Le Loup

Bilan

Biologie :

Le loup vit en groupe sédentarisé (2 individus minimum) ou seul à la recherche d’un territoire et d’un partenaire.
Les petits sont visibles à partir de juillet-août, et acquièrent leur taille adulte à l’automne (malgré quelques différences physiques).
Les individus solitaires bougent beaucoup, loin et dans tout type de milieu.
En consommant des proies fragiles, le loup contribue à l’amélioration de l’état sanitaire des ongulés, à une régulation des espèces sauvages et donc à une réduction de leurs impacts sur les activités humaines, en particulier la sylviculture.
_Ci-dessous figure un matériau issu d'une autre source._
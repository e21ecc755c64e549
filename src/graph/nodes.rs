//! Structural nodes used by every channel strip
//!
//! - `Junction`: fixed pass-through input/output of a signal chain
//! - `GainStage`: linear gain with click-free ramping
//! - `MeterNode`: pass-through level sampler feeding a `MeterProbe`

use std::sync::atomic::{AtomicBool, AtomicU32, Ordering};
use std::sync::Arc;

use serde_json::Value;

use super::node::{number, NodeError, ProcessingNode};

// ============================================================================
// Junction
// ============================================================================

/// Pass-through node marking a fixed point in the graph
#[derive(Debug, Clone, Default)]
pub struct Junction {
    label: String,
}

impl Junction {
    pub fn new(label: impl Into<String>) -> Self {
        Self {
            label: label.into(),
        }
    }
}

impl ProcessingNode for Junction {
    fn kind(&self) -> &str {
        &self.label
    }

    fn process(&mut self, _block: &mut [f32]) {}

    fn apply_param(&mut self, path: &str, _value: &Value) -> Result<(), NodeError> {
        Err(NodeError::UnknownParam {
            path: path.to_string(),
        })
    }
}

// ============================================================================
// Gain Stage
// ============================================================================

/// Linear gain that ramps toward its target instead of stepping
#[derive(Debug, Clone)]
pub struct GainStage {
    current: f32,
    target: f32,
    step: f32,
    remaining: usize,
    ramp_samples: usize,
}

impl GainStage {
    /// Create a gain stage at `initial` gain with the given ramp length
    pub fn new(initial: f32, ramp_samples: usize) -> Self {
        Self {
            current: initial,
            target: initial,
            step: 0.0,
            remaining: 0,
            ramp_samples: ramp_samples.max(1),
        }
    }

    /// Start ramping toward a new target gain
    pub fn set_target(&mut self, target: f32) {
        self.target = target;
        self.remaining = self.ramp_samples;
        self.step = (target - self.current) / self.ramp_samples as f32;
    }

    pub fn current(&self) -> f32 {
        self.current
    }

    pub fn target(&self) -> f32 {
        self.target
    }

    /// Whether a ramp is still in progress
    pub fn is_ramping(&self) -> bool {
        self.remaining > 0
    }
}

impl ProcessingNode for GainStage {
    fn kind(&self) -> &str {
        "gain-stage"
    }

    fn process(&mut self, block: &mut [f32]) {
        for sample in block.iter_mut() {
            if self.remaining > 0 {
                self.remaining -= 1;
                self.current = if self.remaining == 0 {
                    self.target
                } else {
                    self.current + self.step
                };
            }
            *sample *= self.current;
        }
    }

    fn apply_param(&mut self, path: &str, value: &Value) -> Result<(), NodeError> {
        match path {
            "gain" => {
                let gain = number(path, value)?;
                if gain < 0.0 {
                    return Err(NodeError::invalid(path, "gain must not be negative"));
                }
                self.set_target(gain);
                Ok(())
            }
            _ => Err(NodeError::UnknownParam {
                path: path.to_string(),
            }),
        }
    }

    fn reset(&mut self) {
        self.current = self.target;
        self.remaining = 0;
    }
}

// ============================================================================
// Meter
// ============================================================================

#[derive(Debug, Default)]
struct MeterState {
    rms_bits: AtomicU32,
    peak_bits: AtomicU32,
    ready: AtomicBool,
    disposed: AtomicBool,
}

/// Lock-free read handle onto a meter node's latest levels
///
/// Reading never touches the graph, so the metering loop can sample a strip
/// while its chain is being rebuilt.
#[derive(Debug, Clone, Default)]
pub struct MeterProbe {
    state: Arc<MeterState>,
}

impl MeterProbe {
    /// Latest block RMS, or `None` before the first block or after disposal
    pub fn rms(&self) -> Option<f32> {
        self.read(&self.state.rms_bits)
    }

    /// Latest block peak, or `None` before the first block or after disposal
    pub fn peak(&self) -> Option<f32> {
        self.read(&self.state.peak_bits)
    }

    pub fn is_ready(&self) -> bool {
        self.state.ready.load(Ordering::Acquire) && !self.is_disposed()
    }

    pub fn is_disposed(&self) -> bool {
        self.state.disposed.load(Ordering::Acquire)
    }

    /// Mark the underlying meter as gone; reads return `None` afterwards
    pub fn mark_disposed(&self) {
        self.state.disposed.store(true, Ordering::Release);
    }

    fn read(&self, slot: &AtomicU32) -> Option<f32> {
        if !self.is_ready() {
            return None;
        }
        let value = f32::from_bits(slot.load(Ordering::Relaxed));
        value.is_finite().then_some(value)
    }
}

/// Pass-through node that measures each block it sees
#[derive(Debug, Default)]
pub struct MeterNode {
    probe: MeterProbe,
}

impl MeterNode {
    pub fn new() -> Self {
        Self::default()
    }

    /// Handle for reading this meter from other threads
    pub fn probe(&self) -> MeterProbe {
        self.probe.clone()
    }
}

impl ProcessingNode for MeterNode {
    fn kind(&self) -> &str {
        "meter"
    }

    fn process(&mut self, block: &mut [f32]) {
        if block.is_empty() {
            return;
        }
        let mut sum = 0.0_f32;
        let mut peak = 0.0_f32;
        for &sample in block.iter() {
            sum += sample * sample;
            peak = peak.max(sample.abs());
        }
        let rms = (sum / block.len() as f32).sqrt();

        let state = &self.probe.state;
        state.rms_bits.store(rms.to_bits(), Ordering::Relaxed);
        state.peak_bits.store(peak.to_bits(), Ordering::Relaxed);
        state.ready.store(true, Ordering::Release);
    }

    fn apply_param(&mut self, path: &str, _value: &Value) -> Result<(), NodeError> {
        Err(NodeError::UnknownParam {
            path: path.to_string(),
        })
    }

    fn reset(&mut self) {
        let state = &self.probe.state;
        state.rms_bits.store(0, Ordering::Relaxed);
        state.peak_bits.store(0, Ordering::Relaxed);
    }
}

impl Drop for MeterNode {
    fn drop(&mut self) {
        self.probe.mark_disposed();
    }
}

#[cfg(test)]
mod tests {
    use super::*;
    use approx::assert_relative_eq;
    use serde_json::json;

    #[test]
    fn test_gain_stage_ramps() {
        let mut gain = GainStage::new(1.0, 4);
        gain.set_target(0.0);

        let mut block = [1.0_f32; 6];
        gain.process(&mut block);

        assert_relative_eq!(block[0], 0.75);
        assert_relative_eq!(block[1], 0.5);
        assert_relative_eq!(block[2], 0.25);
        assert_relative_eq!(block[3], 0.0);
        assert_relative_eq!(block[5], 0.0);
        assert!(!gain.is_ramping());
    }

    #[test]
    fn test_gain_stage_rejects_negative() {
        let mut gain = GainStage::new(1.0, 8);
        assert!(gain.apply_param("gain", &json!(-1.0)).is_err());
        assert!(gain.apply_param("pan", &json!(0.0)).is_err());
        gain.apply_param("gain", &json!(0.5)).unwrap();
        assert_relative_eq!(gain.target(), 0.5);
    }

    #[test]
    fn test_meter_probe_lifecycle() {
        let mut meter = MeterNode::new();
        let probe = meter.probe();
        assert_eq!(probe.rms(), None);

        let mut block = [0.5_f32, -0.5, 0.5, -0.5];
        meter.process(&mut block);
        assert_relative_eq!(probe.rms().unwrap(), 0.5);
        assert_relative_eq!(probe.peak().unwrap(), 0.5);
        // pass-through
        assert_relative_eq!(block[1], -0.5);

        drop(meter);
        assert!(probe.is_disposed());
        assert_eq!(probe.rms(), None);
    }
}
Anticiper l’arrivée du loup et soutenir les éleveurs :

Les indices de présence de l’espèce sont primordiaux pour initier des actions et discussions localement afin de définir les solutions adaptées pour prévenir les dommages et anticiper la mise en œuvre de moyens de protection.
Des dommages peuvent survenir dans les élevages extensifs : après signalement par l’éleveur, les données sont relevées puis expertisées afin de définir si la prédation peut être due à un loup. Dans ce cas, une indemnisation est proposée à l’éleveur pour compenser la perte d’animaux, des baisses de productivité ainsi que les frais potentiellement engagés.
Les éleveurs sont soutenus par l’Etat dans la protection de leur troupeau, par un accompagnement ainsi que la mise en place de dispositifs de protection voire la délivrance d’autorisation de tirs de loups.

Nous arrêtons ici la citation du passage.